Lucy has quite the spunky attitude, which I have to say is so fun. She’s playful and loves attention. One day, while playing, I found a slipper, grabbed it and began to move it around ready for her to bite, growl, and play some more. What happened next shocked me. As soon as I showed her the slipper, she cowered down and shifted into a completely submissive position. Being quite the fighter, this was the first time I saw this reaction. It was obvious that somewhere during her other life, she had likely been beaten with shoes. Her reaction was so clear and alarming that I immediately tossed the slipper away and began to comfort her. She was trembling.
Despite her fun loving personality, she definitely tends to feel guilty for EVERYTHING. If there is a mess she would cower down and roll over. The interesting thing is our other dog, Riley, was never bothered by guilt. He came from a breeder, a background filled with love and playfulness. His attitude was more proud, like, “Look what I did?” Yet poor Lucy feels bad even when it isn’t her fault!
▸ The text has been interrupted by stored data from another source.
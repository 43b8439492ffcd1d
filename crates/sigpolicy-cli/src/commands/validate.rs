//! Validate command implementation.

use crate::input::load_notice;
use crate::output::{error_json, format_json};
use serde_json::json;

pub fn run(
    input: Option<String>,
    json_output: bool,
    strict: bool,
) -> Result<(), Box<dyn std::error::Error>> {
    let notice = load_notice(input)?;
    let errors = notice.validate();

    if json_output {
        let report = json!({
            "valid": errors.is_empty(),
            "errors": errors.iter().map(error_json).collect::<Vec<_>>(),
        });
        println!("{}", format_json(&report));
    } else if errors.is_empty() {
        println!("OK");
    } else {
        for err in &errors {
            println!("{:<22} {}", err.code(), err);
        }
    }

    if strict && !errors.is_empty() {
        return Err(format!("validation failed with {} error(s)", errors.len()).into());
    }

    Ok(())
}
//! XAdES `NoticeRef` value type.

use serde::{Deserialize, Serialize};

use crate::validation::{require_organization, ValidationError};
use crate::wire::NoticeRefElement;

/// Reference to a notice text defined by an issuing organization.
///
/// The notice numbers select, in order, the placeholders of the
/// organization's notice text. Construction never validates, so a decoder can
/// stage an incomplete value and report it later through [`validate`].
///
/// [`validate`]: NoticeReference::validate
#[derive(Debug, Clone, Default, PartialEq, Eq, Serialize, Deserialize)]
#[serde(from = "NoticeRefElement", into = "NoticeRefElement")]
pub struct NoticeReference {
    organization: Option<String>,
    notice_numbers: Vec<i32>,
}

impl NoticeReference {
    /// Creates a notice reference for a present organization.
    pub fn new(organization: impl Into<String>) -> Self {
        Self::with_organization(Some(organization.into()))
    }

    /// Creates a notice reference storing `organization` verbatim, even when absent.
    pub fn with_organization(organization: Option<String>) -> Self {
        Self {
            organization,
            notice_numbers: Vec::new(),
        }
    }

    /// Current organization, unvalidated.
    pub fn organization(&self) -> Option<&str> {
        self.organization.as_deref()
    }

    /// Replaces the organization after checking it.
    ///
    /// On error the previous value is kept.
    pub fn set_organization(&mut self, value: Option<String>) -> Result<(), ValidationError> {
        require_organization(value.as_deref())?;
        self.organization = value;
        Ok(())
    }

    /// Number of notice numbers added so far.
    pub fn count_notice_numbers(&self) -> usize {
        self.notice_numbers.len()
    }

    /// Appends a notice number.
    pub fn add_notice_number(&mut self, number: i32) {
        self.notice_numbers.push(number);
    }

    /// Returns the notice number at `index`, or `0` when `index` is negative
    /// or past the end.
    ///
    /// `0` is also a legal notice number; use [`count_notice_numbers`] to
    /// range-check when the difference matters.
    ///
    /// [`count_notice_numbers`]: NoticeReference::count_notice_numbers
    pub fn notice_number(&self, index: isize) -> i32 {
        usize::try_from(index)
            .ok()
            .and_then(|idx| self.notice_numbers.get(idx))
            .copied()
            .unwrap_or(0)
    }

    /// All notice numbers in insertion order.
    pub fn notice_numbers(&self) -> &[i32] {
        &self.notice_numbers
    }

    /// Collects every structural error; an empty list means valid.
    pub fn validate(&self) -> Vec<ValidationError> {
        let mut errors = Vec::new();
        if let Err(err) = require_organization(self.organization()) {
            errors.push(err);
        }
        errors
    }

    /// Shorthand for `validate().is_empty()`.
    pub fn is_valid(&self) -> bool {
        self.validate().is_empty()
    }
}

impl Extend<i32> for NoticeReference {
    fn extend<T: IntoIterator<Item = i32>>(&mut self, iter: T) {
        for number in iter {
            self.add_notice_number(number);
        }
    }
}

#[cfg(test)]
mod tests {
    use super::*;

    #[test]
    fn fresh_reference_has_no_numbers() {
        let notice = NoticeReference::new("ACME Corp");
        assert_eq!(notice.count_notice_numbers(), 0);
        assert_eq!(notice.notice_number(0), 0);
        assert_eq!(notice.notice_number(-1), 0);
        assert!(notice.notice_numbers().is_empty());
    }

    #[test]
    fn out_of_range_index_falls_back_to_zero() {
        let mut notice = NoticeReference::new("ACME Corp");
        notice.add_notice_number(7);
        assert_eq!(notice.notice_number(0), 7);
        assert_eq!(notice.notice_number(1), 0);
        assert_eq!(notice.notice_number(isize::MIN), 0);
        assert_eq!(notice.notice_number(isize::MAX), 0);
    }

    #[test]
    fn rejected_setter_keeps_previous_value() {
        let mut notice = NoticeReference::new("ACME Corp");
        let err = notice.set_organization(None).unwrap_err();
        assert_eq!(
            err,
            ValidationError::RequiredValueMissing {
                field: "Organization"
            }
        );
        assert_eq!(notice.organization(), Some("ACME Corp"));
    }

    #[test]
    fn extend_appends_in_order() {
        let mut notice = NoticeReference::new("ACME Corp");
        notice.add_notice_number(1);
        notice.extend([2, 3]);
        assert_eq!(notice.notice_numbers(), &[1, 2, 3]);
    }

    #[test]
    fn validity_tracks_current_organization() {
        let mut notice = NoticeReference::with_organization(None);
        assert!(!notice.is_valid());
        notice.set_organization(Some(String::new())).unwrap();
        assert!(notice.is_valid());
    }
}
//! Reading NoticeRef documents from a file or stdin.

use sigpolicy_notice::{NoticeReference, WireError};
use std::io::{self, Read};
use thiserror::Error;

/// Errors raised while loading an input document.
#[derive(Debug, Error)]
pub enum InputError {
    #[error("failed to read file {path}: {source}")]
    File { path: String, source: io::Error },
    #[error("failed to read stdin: {0}")]
    Stdin(#[from] io::Error),
    #[error(transparent)]
    Wire(#[from] WireError),
}

/// Loads a notice reference from `input`, or stdin when `None`.
pub fn load_notice(input: Option<String>) -> Result<NoticeReference, InputError> {
    let json_str = match input {
        Some(path) => {
            std::fs::read_to_string(&path).map_err(|source| InputError::File { path, source })?
        }
        None => {
            let mut buffer = String::new();
            io::stdin().read_to_string(&mut buffer)?;
            buffer
        }
    };

    Ok(NoticeReference::from_json(&json_str)?)
}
When I watch her, I’m often reminded how we also do the same. Some of us came from backgrounds filled with love and playfulness, while others faced intense shame growing up. We felt guilty, often for things we never really did wrong. Many times we felt shamed for just being a kid. To feel shame is devastating, and it’s not the same as feeling guilt. They are different.
When we feel guilt, we say “I did something wrong and need to fix it.” Guilt is uplifting and freeing as we correct a mistake. Shame, on the other hand, says “I AM wrong.” It’s a message that says the essence of who I am is bad and shameful. Shame holds us hostage to a lie that can never be corrected. As we grow into adulthood, we continually walk around believing the lie.
While Riley never even knew guilt, poor Lucy felt shame for everything. She feels shame when there is none. Just the other day, when I walked in the room, she saw me and immediately walked away with her tail between her legs as if she were in trouble. Thankfully it doesn’t happen too often but she does do this every once in a while. I do not always figure out why. I’m guessing she got into something but then again, maybe not. Who knows? Either way, I just love her and play.
What makes me sad, though, is no matter how much we love her, no matter how gentle we are with her, even at times when she does make a mess, she cannot shake that nasty lie that says she should be ashamed. It is a part of her.
How many of you are walking around with shame even when you did nothing wrong? If you are, it is time to let go of that lie, to be free, and finally find the peace you so desperately seek!